//! Shared types used across turngate resources
//!
//! Object keys, resource kinds and Kubernetes-style conditions. The
//! condition vocabulary follows the Gateway API so relay operators can read
//! statuses with the same tooling they use for other gateway controllers.

use std::fmt;

use chrono::{DateTime, Utc};
use kube::{Resource, ResourceExt};
use schemars::JsonSchema;
use serde::{Deserialize, Serialize};

/// Identity of a stored object: optional namespace plus name
#[derive(Clone, Debug, Default, PartialEq, Eq, PartialOrd, Ord, Hash, Serialize, Deserialize)]
pub struct ObjectKey {
    /// Namespace, `None` for cluster-scoped objects
    #[serde(default, skip_serializing_if = "Option::is_none")]
    pub namespace: Option<String>,
    /// Object name
    pub name: String,
}

impl ObjectKey {
    /// Key for a namespaced object
    pub fn namespaced(namespace: impl Into<String>, name: impl Into<String>) -> Self {
        Self {
            namespace: Some(namespace.into()),
            name: name.into(),
        }
    }

    /// Key for a cluster-scoped object
    pub fn cluster(name: impl Into<String>) -> Self {
        Self {
            namespace: None,
            name: name.into(),
        }
    }

    /// Key of any kube resource
    pub fn of<K: Resource>(obj: &K) -> Self {
        Self {
            namespace: obj.namespace(),
            name: obj.name_any(),
        }
    }

    /// Namespace or the empty string for cluster-scoped keys
    pub fn namespace_or_default(&self) -> &str {
        self.namespace.as_deref().unwrap_or_default()
    }
}

impl fmt::Display for ObjectKey {
    fn fmt(&self, f: &mut fmt::Formatter<'_>) -> fmt::Result {
        match &self.namespace {
            Some(ns) => write!(f, "{}/{}", ns, self.name),
            None => write!(f, "{}", self.name),
        }
    }
}

/// Kinds of objects the control plane stores
#[derive(Clone, Copy, Debug, PartialEq, Eq, PartialOrd, Ord, Hash, Serialize, Deserialize)]
pub enum ObjectKind {
    /// gateway.networking.k8s.io GatewayClass
    GatewayClass,
    /// turngate.dev GatewayConfig
    GatewayConfig,
    /// gateway.networking.k8s.io Gateway
    Gateway,
    /// gateway.networking.k8s.io UDPRoute
    UdpRoute,
    /// core Service
    Service,
    /// discovery EndpointSlice
    EndpointSlice,
    /// core Secret
    Secret,
    /// core Node
    Node,
    /// turngate.dev Dataplane
    Dataplane,
}

impl ObjectKind {
    /// Every kind, in watch start order
    pub const ALL: [ObjectKind; 9] = [
        ObjectKind::GatewayClass,
        ObjectKind::GatewayConfig,
        ObjectKind::Gateway,
        ObjectKind::UdpRoute,
        ObjectKind::Service,
        ObjectKind::EndpointSlice,
        ObjectKind::Secret,
        ObjectKind::Node,
        ObjectKind::Dataplane,
    ];

    /// Whether objects of this kind live in a namespace
    pub fn is_namespaced(self) -> bool {
        !matches!(
            self,
            ObjectKind::GatewayClass | ObjectKind::Node | ObjectKind::Dataplane
        )
    }

    /// Kubernetes kind name
    pub fn as_str(self) -> &'static str {
        match self {
            ObjectKind::GatewayClass => "GatewayClass",
            ObjectKind::GatewayConfig => "GatewayConfig",
            ObjectKind::Gateway => "Gateway",
            ObjectKind::UdpRoute => "UDPRoute",
            ObjectKind::Service => "Service",
            ObjectKind::EndpointSlice => "EndpointSlice",
            ObjectKind::Secret => "Secret",
            ObjectKind::Node => "Node",
            ObjectKind::Dataplane => "Dataplane",
        }
    }
}

impl fmt::Display for ObjectKind {
    fn fmt(&self, f: &mut fmt::Formatter<'_>) -> fmt::Result {
        f.write_str(self.as_str())
    }
}

/// Kind-qualified object key
#[derive(Clone, Debug, PartialEq, Eq, PartialOrd, Ord, Hash, Serialize, Deserialize)]
pub struct ResourceKey {
    /// Object kind
    pub kind: ObjectKind,
    /// Object identity within the kind
    pub key: ObjectKey,
}

impl ResourceKey {
    /// Build a resource key
    pub fn new(kind: ObjectKind, key: ObjectKey) -> Self {
        Self { kind, key }
    }

    /// Key of a Gateway
    pub fn gateway(key: ObjectKey) -> Self {
        Self::new(ObjectKind::Gateway, key)
    }

    /// Key of a UDPRoute
    pub fn udp_route(key: ObjectKey) -> Self {
        Self::new(ObjectKind::UdpRoute, key)
    }

    /// Key of a GatewayClass
    pub fn gateway_class(name: impl Into<String>) -> Self {
        Self::new(ObjectKind::GatewayClass, ObjectKey::cluster(name))
    }
}

impl fmt::Display for ResourceKey {
    fn fmt(&self, f: &mut fmt::Formatter<'_>) -> fmt::Result {
        write!(f, "{}/{}", self.kind, self.key)
    }
}

/// Condition status following Kubernetes conventions
#[derive(Clone, Copy, Debug, Default, Deserialize, Serialize, JsonSchema, PartialEq, Eq)]
pub enum ConditionStatus {
    /// Condition is true
    True,
    /// Condition is false
    False,
    /// Condition status is unknown
    #[default]
    Unknown,
}

impl fmt::Display for ConditionStatus {
    fn fmt(&self, f: &mut fmt::Formatter<'_>) -> fmt::Result {
        match self {
            Self::True => write!(f, "True"),
            Self::False => write!(f, "False"),
            Self::Unknown => write!(f, "Unknown"),
        }
    }
}

impl From<bool> for ConditionStatus {
    fn from(value: bool) -> Self {
        if value {
            Self::True
        } else {
            Self::False
        }
    }
}

/// Kubernetes-style condition for status reporting
///
/// The renderer produces conditions without a transition time. The status
/// updater stamps `last_transition_time` when it writes them, keeping the
/// previous timestamp when the status value did not change.
#[derive(Clone, Debug, Deserialize, Serialize, JsonSchema, PartialEq, Eq)]
#[serde(rename_all = "camelCase")]
pub struct Condition {
    /// Type of condition (e.g., Accepted, Programmed)
    #[serde(rename = "type")]
    pub type_: String,

    /// Status of the condition (True, False, Unknown)
    pub status: ConditionStatus,

    /// Machine-readable reason for the condition
    pub reason: String,

    /// Human-readable message
    #[serde(default)]
    pub message: String,

    /// Generation of the object this condition was computed from
    #[serde(default, skip_serializing_if = "Option::is_none")]
    pub observed_generation: Option<i64>,

    /// Last time the condition transitioned
    #[serde(default, skip_serializing_if = "Option::is_none")]
    pub last_transition_time: Option<DateTime<Utc>>,
}

impl Condition {
    /// Create a new, unstamped condition
    pub fn new(
        type_: impl Into<String>,
        status: ConditionStatus,
        reason: impl Into<String>,
        message: impl Into<String>,
    ) -> Self {
        Self {
            type_: type_.into(),
            status,
            reason: reason.into(),
            message: message.into(),
            observed_generation: None,
            last_transition_time: None,
        }
    }

    /// Attach the observed generation
    pub fn observed(mut self, generation: Option<i64>) -> Self {
        self.observed_generation = generation;
        self
    }

    /// Whether the condition is True
    pub fn is_true(&self) -> bool {
        self.status == ConditionStatus::True
    }
}

/// Find a condition by type
pub fn find_condition<'a>(conditions: &'a [Condition], type_: &str) -> Option<&'a Condition> {
    conditions.iter().find(|c| c.type_ == type_)
}

/// Stamp transition times onto freshly rendered conditions
///
/// A condition whose status matches the previous condition of the same type
/// keeps the previous timestamp. Anything else transitions at `now`.
pub fn stamp_conditions(conditions: &mut [Condition], previous: &[Condition], now: DateTime<Utc>) {
    for condition in conditions.iter_mut() {
        let carried = find_condition(previous, &condition.type_)
            .filter(|prev| prev.status == condition.status)
            .and_then(|prev| prev.last_transition_time);
        condition.last_transition_time = Some(carried.unwrap_or(now));
    }
}

/// Condition types used on gateway resources
pub mod condition_types {
    /// Resource was accepted by the controller
    pub const ACCEPTED: &str = "Accepted";
    /// Gateway configuration was delivered to the dataplane
    pub const PROGRAMMED: &str = "Programmed";
    /// All references were resolved
    pub const RESOLVED_REFS: &str = "ResolvedRefs";
    /// Listener conflicts with another listener
    pub const CONFLICTED: &str = "Conflicted";
}

/// Condition reasons used on gateway resources
pub mod condition_reasons {
    /// Positive Accepted
    pub const ACCEPTED: &str = "Accepted";
    /// Positive Programmed
    pub const PROGRAMMED: &str = "Programmed";
    /// Positive ResolvedRefs
    pub const RESOLVED_REFS: &str = "ResolvedRefs";
    /// Listener has no conflicts
    pub const NO_CONFLICTS: &str = "NoConflicts";
    /// Waiting on something, or being torn down
    pub const PENDING: &str = "Pending";
    /// Generic invalid input
    pub const INVALID: &str = "Invalid";
    /// Gateway class is missing or not accepted
    pub const INVALID_GATEWAY_CLASS: &str = "InvalidGatewayClass";
    /// Class parameters reference does not resolve
    pub const INVALID_PARAMETERS: &str = "InvalidParameters";
    /// Listener protocol not supported
    pub const UNSUPPORTED_PROTOCOL: &str = "UnsupportedProtocol";
    /// Listener port not usable
    pub const PORT_UNAVAILABLE: &str = "PortUnavailable";
    /// Listener shares port and transport with another
    pub const PROTOCOL_CONFLICT: &str = "ProtocolConflict";
    /// Several listeners of a gateway share one name
    pub const LISTENER_NAME_CONFLICT: &str = "ListenerNameConflict";
    /// TLS certificate reference does not resolve
    pub const INVALID_CERTIFICATE_REF: &str = "InvalidCertificateRef";
    /// Listener allows no supported route kind
    pub const INVALID_ROUTE_KINDS: &str = "InvalidRouteKinds";
    /// No public address could be found
    pub const ADDRESS_NOT_ASSIGNED: &str = "AddressNotAssigned";
    /// Route parent does not exist or has no matching listener
    pub const NO_MATCHING_PARENT: &str = "NoMatchingParent";
    /// Listener does not admit the route
    pub const NOT_ALLOWED_BY_LISTENERS: &str = "NotAllowedByListeners";
    /// Backend reference does not resolve
    pub const BACKEND_NOT_FOUND: &str = "BackendNotFound";
    /// Reference kind not supported
    pub const INVALID_KIND: &str = "InvalidKind";
    /// Value rejected by the controller
    pub const UNSUPPORTED_VALUE: &str = "UnsupportedValue";
}
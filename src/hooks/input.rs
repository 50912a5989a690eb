//! Parsed hook invocation.

use std::collections::BTreeMap;

use chrono::{DateTime, Utc};

use super::{HookPhase, PhaseClass};
use crate::Error;

/// One ref moving from `old` to `new`.
#[derive(Clone, Debug, PartialEq, Eq)]
pub struct RefUpdate {
    pub old: String,
    pub new: String,
    pub refname: String,
}

impl RefUpdate {
    pub fn new(old: impl Into<String>, new: impl Into<String>, refname: impl Into<String>) -> Self {
        Self {
            old: old.into(),
            new: new.into(),
            refname: refname.into(),
        }
    }

    pub fn is_create(&self) -> bool {
        is_null_sha(&self.old)
    }

    pub fn is_delete(&self) -> bool {
        is_null_sha(&self.new)
    }
}

/// All-zero object names stand for "no object".
pub fn is_null_sha(sha: &str) -> bool {
    !sha.is_empty() && sha.bytes().all(|b| b == b'0')
}

/// Gerrit hooks receive `--key value` pairs instead of positional arguments.
#[derive(Clone, Debug, Default, PartialEq, Eq)]
pub struct GerritArgs {
    values: BTreeMap<String, String>,
}

impl GerritArgs {
    pub fn parse(args: &[String]) -> Result<Self, String> {
        let mut values = BTreeMap::new();
        let mut iter = args.iter();
        while let Some(arg) = iter.next() {
            let Some(key) = arg.strip_prefix("--") else {
                return Err(format!("unexpected argument '{}'", arg));
            };
            let Some(value) = iter.next() else {
                return Err(format!("missing value for '--{}'", key));
            };
            values.insert(key.to_string(), value.clone());
        }
        Ok(Self { values })
    }

    pub fn get(&self, key: &str) -> Option<&str> {
        self.values.get(key).map(String::as_str)
    }

    pub fn iter(&self) -> impl Iterator<Item = (&str, &str)> {
        self.values.iter().map(|(k, v)| (k.as_str(), v.as_str()))
    }

    pub fn is_empty(&self) -> bool {
        self.values.is_empty()
    }
}

#[derive(Clone, Debug)]
pub struct HookInput {
    pub phase: HookPhase,
    pub args: Vec<String>,
    pub stdin: String,
    pub ref_updates: Vec<RefUpdate>,
    pub gerrit: GerritArgs,
    pub timestamp: DateTime<Utc>,
}

impl HookInput {
    pub fn parse(phase: HookPhase, args: Vec<String>, stdin: String) -> crate::Result<Self> {
        let invalid = |reason: String| Error::InvalidInput {
            phase: phase.name().to_string(),
            reason,
        };

        let mut gerrit = GerritArgs::default();
        let ref_updates = match phase {
            HookPhase::Update => match args.as_slice() {
                [refname, old, new, ..] => vec![RefUpdate::new(old, new, refname)],
                _ => return Err(invalid("expected <ref> <old> <new>".to_string())),
            },
            HookPhase::PreReceive | HookPhase::PostReceive | HookPhase::ReferenceTransaction => {
                parse_receive_lines(&stdin).map_err(invalid)?
            }
            HookPhase::PrePush => parse_push_lines(&stdin).map_err(invalid)?,
            p if p.is_gerrit() => {
                gerrit = GerritArgs::parse(&args).map_err(invalid)?;
                match (
                    gerrit.get("oldrev"),
                    gerrit.get("newrev"),
                    gerrit.get("refname"),
                ) {
                    (Some(old), Some(new), Some(refname)) => {
                        vec![RefUpdate::new(old, new, refname)]
                    }
                    _ if phase == HookPhase::RefUpdate => {
                        return Err(invalid(
                            "expected --oldrev, --newrev and --refname".to_string(),
                        ));
                    }
                    _ => Vec::new(),
                }
            }
            _ => Vec::new(),
        };

        Ok(Self {
            phase,
            args,
            stdin,
            ref_updates,
            gerrit,
            timestamp: Utc::now(),
        })
    }

    /// The phase's class, refined by invocation arguments: a
    /// `reference-transaction` in the `committed` or `aborted` state can no
    /// longer stop anything.
    pub fn class(&self) -> PhaseClass {
        match (self.phase, self.args.first().map(String::as_str)) {
            (HookPhase::ReferenceTransaction, Some("committed" | "aborted")) => {
                PhaseClass::Notification
            }
            _ => self.phase.class(),
        }
    }
}

/// `<old> <new> <ref>` per line.
fn parse_receive_lines(stdin: &str) -> Result<Vec<RefUpdate>, String> {
    stdin
        .lines()
        .filter(|line| !line.trim().is_empty())
        .map(|line| match line.split_whitespace().collect::<Vec<_>>()[..] {
            [old, new, refname] => Ok(RefUpdate::new(old, new, refname)),
            _ => Err(format!("malformed ref line '{}'", line)),
        })
        .collect()
}

/// `<local-ref> <local-sha> <remote-ref> <remote-sha>` per line; the update
/// is expressed from the remote's point of view.
fn parse_push_lines(stdin: &str) -> Result<Vec<RefUpdate>, String> {
    stdin
        .lines()
        .filter(|line| !line.trim().is_empty())
        .map(|line| match line.split_whitespace().collect::<Vec<_>>()[..] {
            [_local_ref, local_sha, remote_ref, remote_sha] => {
                Ok(RefUpdate::new(remote_sha, local_sha, remote_ref))
            }
            _ => Err(format!("malformed push line '{}'", line)),
        })
        .collect()
}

What the task requires>
Looking at the entries above, work out how many lines contain "Node", then reply with that number and no other words.

Answer for the task>
5